Due to the proximity of the vocal folds, there is the small possibility that they may be damaged during this type of surgery. Generally, however, the patient's voice is unaffected, although there have been reports of slight change in pitch. Some patients will choose to undergo additional vocal surgery at the same time in order to minimize voice-related dysphoria.

If the patient's voice is affected, they can choose to undergo feminization laryngoplasty to resolve these issues and retighten the vocal folds. Feminization laryngoplasty is also capable of further reducing the Adam's apple after a tracheal shave if the patient finds the reduction done after an initial shave inadequate, as it explicitly removes tissue that is normally avoided by the surgeon during a tracheal shave.

==Recovery==
It is recommended by many surgeons that the patient frequently rub the site of the incision to prevent noticeable scar tissue from forming.
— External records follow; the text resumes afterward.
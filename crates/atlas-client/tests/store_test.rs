//! Integration tests for the EntityStore cache discipline: one cached
//! list per entity kind, invalidated after every mutating call.

mod common;

use serde_json::json;
use wiremock::matchers::{method, path};
use wiremock::{Mock, MockServer, ResponseTemplate};

use atlas_client::{ApiError, EntityStore};
use atlas_core::{DeliveryOrder, DeliveryStatus, SalesOrderStatus};

use common::{authed_client, sales_order_json};

#[tokio::test]
async fn reads_are_cached_until_a_mutation() {
    let server = MockServer::start().await;
    let api = authed_client(&server).await;

    // exactly two list fetches: initial read + post-mutation refetch
    Mock::given(method("GET"))
        .and(path("/sales-orders"))
        .respond_with(
            ResponseTemplate::new(200).set_body_json(json!([sales_order_json("so-1", "Draft")])),
        )
        .expect(2)
        .mount(&server)
        .await;

    Mock::given(method("POST"))
        .and(path("/sales-orders/so-1/approve"))
        .respond_with(
            ResponseTemplate::new(200).set_body_json(sales_order_json("so-1", "Confirmed")),
        )
        .expect(1)
        .mount(&server)
        .await;

    let store = EntityStore::new(api);

    // two reads, one fetch
    let first = store.sales_orders().await.unwrap();
    let again = store.sales_orders().await.unwrap();
    assert_eq!(first.len(), 1);
    assert_eq!(again.len(), 1);

    // a mutation invalidates the kind
    let draft_order = first[0].clone();
    let approved = store.approve_sales_order(&draft_order).await.unwrap();
    assert_eq!(approved.status, SalesOrderStatus::Confirmed);

    // next read refetches (second expected GET)
    let _ = store.sales_orders().await.unwrap();
}

#[tokio::test]
async fn illegal_transition_is_rejected_before_the_network() {
    let server = MockServer::start().await;
    let api = authed_client(&server).await;

    // deliberately NO approve endpoint mounted: a request would fail loudly
    Mock::given(method("GET"))
        .and(path("/sales-orders"))
        .respond_with(
            ResponseTemplate::new(200)
                .set_body_json(json!([sales_order_json("so-2", "Confirmed")])),
        )
        .mount(&server)
        .await;

    let store = EntityStore::new(api);
    let confirmed = store.sales_orders().await.unwrap()[0].clone();

    let err = store.approve_sales_order(&confirmed).await.unwrap_err();
    match err {
        ApiError::Core(core) => {
            assert_eq!(core.to_string(), "SalesOrder is Confirmed, cannot approve")
        }
        other => panic!("expected Core error, got {:?}", other),
    }
}

#[tokio::test]
async fn deleting_an_approved_delivery_is_rejected() {
    let server = MockServer::start().await;
    let api = authed_client(&server).await;
    let store = EntityStore::new(api);

    let delivery: DeliveryOrder = serde_json::from_value(json!({
        "id": "do-1",
        "number": "DO-000001",
        "salesOrderId": "so-1",
        "customerId": "c-1",
        "orderType": "General",
        "status": "Approved",
        "items": [common::line_item_json("p-1", 2)],
        "deliveryDate": null,
        "notes": null,
        "createdAt": "2024-03-02T09:00:00Z",
        "updatedAt": "2024-03-02T09:00:00Z"
    }))
    .unwrap();
    assert_eq!(delivery.status, DeliveryStatus::Approved);

    // no DELETE mock mounted: the rejection must happen client-side
    let err = store.delete_delivery(&delivery).await.unwrap_err();
    match err {
        ApiError::Core(core) => {
            assert_eq!(core.to_string(), "DeliveryOrder is Approved, cannot delete")
        }
        other => panic!("expected Core error, got {:?}", other),
    }
}

#[tokio::test]
async fn low_stock_is_derived_from_the_movement_log() {
    let server = MockServer::start().await;
    let api = authed_client(&server).await;

    // reorderLevel is 10 in the fixture
    Mock::given(method("GET"))
        .and(path("/products"))
        .respond_with(ResponseTemplate::new(200).set_body_json(json!([
            common::product_json("p-low", json!("5.00")),
            common::product_json("p-fine", json!("5.00")),
        ])))
        .mount(&server)
        .await;

    let movement = |id: &str, product: &str, kind: &str, qty: i64| {
        json!({
            "id": id,
            "productId": product,
            "type": kind,
            "quantity": qty,
            "reference": "PO-1",
            "reason": null,
            "recordedBy": "amir",
            "recordedAt": "2024-03-01T10:00:00Z"
        })
    };

    Mock::given(method("GET"))
        .and(path("/stock-movements"))
        .respond_with(ResponseTemplate::new(200).set_body_json(json!([
            movement("m-1", "p-low", "in", 12),
            movement("m-2", "p-low", "out", 5),
            movement("m-3", "p-low", "adjustment", -3), // p-low ends at 4
            movement("m-4", "p-fine", "in", 40),
        ])))
        .mount(&server)
        .await;

    let store = EntityStore::new(api);
    let ledger = store.stock_ledger().await.unwrap();
    assert_eq!(ledger.current_stock("p-low"), Some(4));
    assert_eq!(ledger.current_stock("p-fine"), Some(40));

    let alerts = store.low_stock().await.unwrap();
    assert_eq!(alerts.len(), 1);
    assert_eq!(alerts[0].product_id, "p-low");
    // 4 on hand against a reorder level of 10 is below half: critical
    assert_eq!(alerts[0].condition, atlas_core::StockCondition::Critical);
}

#[tokio::test]
async fn derived_delivery_copies_the_order_snapshot() {
    let server = MockServer::start().await;
    let api = authed_client(&server).await;

    Mock::given(method("GET"))
        .and(path("/sales-orders"))
        .respond_with(
            ResponseTemplate::new(200)
                .set_body_json(json!([sales_order_json("so-3", "Confirmed")])),
        )
        .mount(&server)
        .await;

    // echo back a delivery derived from whatever was posted
    Mock::given(method("POST"))
        .and(path("/delivery-orders"))
        .respond_with(ResponseTemplate::new(200).set_body_json(json!({
            "id": "do-9",
            "number": "DO-000009",
            "salesOrderId": "so-3",
            "customerId": "c-1",
            "orderType": "General",
            "status": "Pending",
            "items": [common::line_item_json("p-1", 2)],
            "deliveryDate": null,
            "notes": null,
            "createdAt": "2024-03-02T09:00:00Z",
            "updatedAt": "2024-03-02T09:00:00Z"
        })))
        .expect(1)
        .mount(&server)
        .await;

    let store = EntityStore::new(api);
    let order = store.sales_orders().await.unwrap()[0].clone();

    let delivery = store.create_delivery_from_order(&order).await.unwrap();
    assert_eq!(delivery.sales_order_id.as_deref(), Some("so-3"));
    assert_eq!(delivery.order_type, order.order_type);
    assert_eq!(delivery.items.len(), order.items.len());
}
Swelling and bruising around the site of the incision is common, and patients may also experience difficulty swallowing and speaking, to a greater or lesser degree depending on the individual.

The average time for complete recovery is about two weeks, although it can sometimes take longer if the patient has pre-existing medical conditions such as anemia.

The majority of patients are satisfied with the outcome of this surgery. The most common complaints from those unsatisfied are that they still feel that their Adam's apple is too big or that the scar is too noticeable. Issues with the Adam's apple being too big after a tracheal shave can potentially be solved with feminization laryngoplasty.